*** SOURCE MATERIAL ***

//! Test helper utilities for explorer integration tests
#![allow(dead_code)]

use std::time::Duration;

use tokio::sync::watch;

use explorer::{ExplorerConfig, SessionSnapshot};

/// Default configuration with a short timeout and the given history size
pub fn test_config(history_capacity: usize) -> ExplorerConfig {
    ExplorerConfig::default()
        .with_history_capacity(history_capacity)
        .with_request_timeout(Duration::from_secs(2))
}

pub fn config_for(service_url: &str) -> ExplorerConfig {
    test_config(5)
        .with_service_url(service_url)
        .with_debounce(Duration::from_millis(50))
}

/// Wait until a published snapshot satisfies `condition`
pub async fn wait_for_snapshot<F>(
    snapshots: &mut watch::Receiver<SessionSnapshot>,
    timeout: Duration,
    condition: F,
) -> Option<SessionSnapshot>
where
    F: FnMut(&SessionSnapshot) -> bool,
{
    match tokio::time::timeout(timeout, snapshots.wait_for(condition)).await {
        Ok(Ok(snapshot)) => Some(snapshot.clone()),
        _ => None,
    }
}

pub fn ms(millis: u64) -> Duration {
    Duration::from_millis(millis)
}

*** End of SOURCE MATERIAL ***

REQUIREMENT: Which lines in the listing above hold the word "condition"? Show each of them.

EXPECTED ANSWER:
/// Wait until a published snapshot satisfies `condition`
    condition: F,
    match tokio::time::timeout(timeout, snapshots.wait_for(condition)).await {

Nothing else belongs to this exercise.